About this task
I need only the number of lines in this data that contain the string "bool".

_ _ _

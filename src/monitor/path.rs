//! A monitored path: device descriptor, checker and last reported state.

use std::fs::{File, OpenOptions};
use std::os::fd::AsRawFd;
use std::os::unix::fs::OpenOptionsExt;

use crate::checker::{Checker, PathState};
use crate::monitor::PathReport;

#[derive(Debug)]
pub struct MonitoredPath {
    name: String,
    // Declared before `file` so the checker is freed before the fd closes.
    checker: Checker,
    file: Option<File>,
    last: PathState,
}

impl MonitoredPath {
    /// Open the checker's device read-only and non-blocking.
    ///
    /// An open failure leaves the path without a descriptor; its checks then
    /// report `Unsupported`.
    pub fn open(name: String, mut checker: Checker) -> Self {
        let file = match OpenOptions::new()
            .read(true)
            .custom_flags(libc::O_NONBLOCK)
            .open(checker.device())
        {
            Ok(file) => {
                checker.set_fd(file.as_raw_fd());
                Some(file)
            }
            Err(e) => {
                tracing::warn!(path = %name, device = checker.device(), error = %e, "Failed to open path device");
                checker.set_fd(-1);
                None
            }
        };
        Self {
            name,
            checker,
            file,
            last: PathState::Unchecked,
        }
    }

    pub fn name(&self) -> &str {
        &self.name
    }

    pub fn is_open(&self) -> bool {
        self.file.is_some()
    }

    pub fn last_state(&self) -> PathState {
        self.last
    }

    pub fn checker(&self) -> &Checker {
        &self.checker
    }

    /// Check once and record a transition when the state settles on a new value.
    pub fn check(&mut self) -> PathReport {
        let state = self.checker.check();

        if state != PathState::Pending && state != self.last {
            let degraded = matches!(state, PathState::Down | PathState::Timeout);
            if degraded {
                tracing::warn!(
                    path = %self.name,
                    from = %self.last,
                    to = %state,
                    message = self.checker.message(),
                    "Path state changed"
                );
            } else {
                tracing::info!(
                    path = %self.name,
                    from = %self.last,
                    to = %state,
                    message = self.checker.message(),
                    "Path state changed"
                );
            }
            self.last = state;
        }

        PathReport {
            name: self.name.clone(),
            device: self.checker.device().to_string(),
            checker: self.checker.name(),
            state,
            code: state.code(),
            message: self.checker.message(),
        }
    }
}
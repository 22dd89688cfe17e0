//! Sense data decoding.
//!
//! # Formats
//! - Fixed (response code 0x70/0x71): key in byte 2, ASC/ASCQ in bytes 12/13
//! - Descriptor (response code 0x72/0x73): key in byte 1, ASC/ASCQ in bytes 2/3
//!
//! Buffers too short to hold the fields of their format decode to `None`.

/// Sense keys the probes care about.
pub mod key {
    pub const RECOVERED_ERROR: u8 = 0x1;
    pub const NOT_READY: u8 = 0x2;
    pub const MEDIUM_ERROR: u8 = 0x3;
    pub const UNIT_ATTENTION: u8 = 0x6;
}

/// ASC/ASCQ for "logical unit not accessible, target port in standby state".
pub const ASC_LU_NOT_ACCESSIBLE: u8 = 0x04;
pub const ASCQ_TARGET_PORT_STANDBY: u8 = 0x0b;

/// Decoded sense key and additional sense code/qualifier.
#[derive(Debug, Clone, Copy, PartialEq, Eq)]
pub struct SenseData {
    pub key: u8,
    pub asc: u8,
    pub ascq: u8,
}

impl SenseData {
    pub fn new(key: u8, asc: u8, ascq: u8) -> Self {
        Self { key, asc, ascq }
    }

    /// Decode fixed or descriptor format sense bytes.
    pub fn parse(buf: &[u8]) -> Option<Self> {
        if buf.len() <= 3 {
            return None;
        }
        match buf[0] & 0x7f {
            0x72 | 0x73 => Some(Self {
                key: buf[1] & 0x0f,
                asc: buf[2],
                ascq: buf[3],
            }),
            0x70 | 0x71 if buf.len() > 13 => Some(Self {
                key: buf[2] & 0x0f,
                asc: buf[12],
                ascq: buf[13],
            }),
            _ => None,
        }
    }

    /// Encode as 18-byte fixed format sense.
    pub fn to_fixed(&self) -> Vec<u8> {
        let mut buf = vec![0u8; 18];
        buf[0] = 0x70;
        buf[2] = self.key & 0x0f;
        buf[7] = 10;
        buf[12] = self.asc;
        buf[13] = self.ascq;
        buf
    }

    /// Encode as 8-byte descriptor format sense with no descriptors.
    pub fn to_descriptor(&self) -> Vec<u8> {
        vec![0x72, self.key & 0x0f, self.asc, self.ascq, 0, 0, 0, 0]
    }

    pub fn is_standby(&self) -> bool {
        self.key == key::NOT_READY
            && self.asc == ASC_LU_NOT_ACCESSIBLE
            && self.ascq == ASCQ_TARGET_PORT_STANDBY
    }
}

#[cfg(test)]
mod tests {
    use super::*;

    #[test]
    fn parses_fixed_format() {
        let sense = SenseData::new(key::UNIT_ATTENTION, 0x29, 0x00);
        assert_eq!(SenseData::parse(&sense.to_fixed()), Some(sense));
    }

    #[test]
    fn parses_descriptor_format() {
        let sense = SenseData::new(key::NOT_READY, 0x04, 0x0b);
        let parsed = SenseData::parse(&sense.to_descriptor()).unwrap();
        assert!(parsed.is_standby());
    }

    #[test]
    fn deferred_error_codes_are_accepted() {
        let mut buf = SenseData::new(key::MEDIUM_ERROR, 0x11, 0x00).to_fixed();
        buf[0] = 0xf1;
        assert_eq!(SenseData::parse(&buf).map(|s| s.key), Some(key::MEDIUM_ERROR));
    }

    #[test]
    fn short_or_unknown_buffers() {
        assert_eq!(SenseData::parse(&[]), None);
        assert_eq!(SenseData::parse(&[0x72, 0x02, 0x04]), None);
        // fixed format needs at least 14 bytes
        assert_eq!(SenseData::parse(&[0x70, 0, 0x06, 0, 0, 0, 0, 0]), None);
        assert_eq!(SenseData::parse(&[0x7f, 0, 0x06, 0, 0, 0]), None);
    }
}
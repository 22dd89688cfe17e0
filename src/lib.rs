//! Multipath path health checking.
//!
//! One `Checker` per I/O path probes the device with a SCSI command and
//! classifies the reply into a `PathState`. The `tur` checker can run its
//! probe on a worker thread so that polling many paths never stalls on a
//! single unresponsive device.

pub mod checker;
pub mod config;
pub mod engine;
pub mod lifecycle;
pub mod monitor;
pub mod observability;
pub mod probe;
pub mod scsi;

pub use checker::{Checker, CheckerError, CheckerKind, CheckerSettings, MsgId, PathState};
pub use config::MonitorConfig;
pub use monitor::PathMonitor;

_ _ _

Completed task
2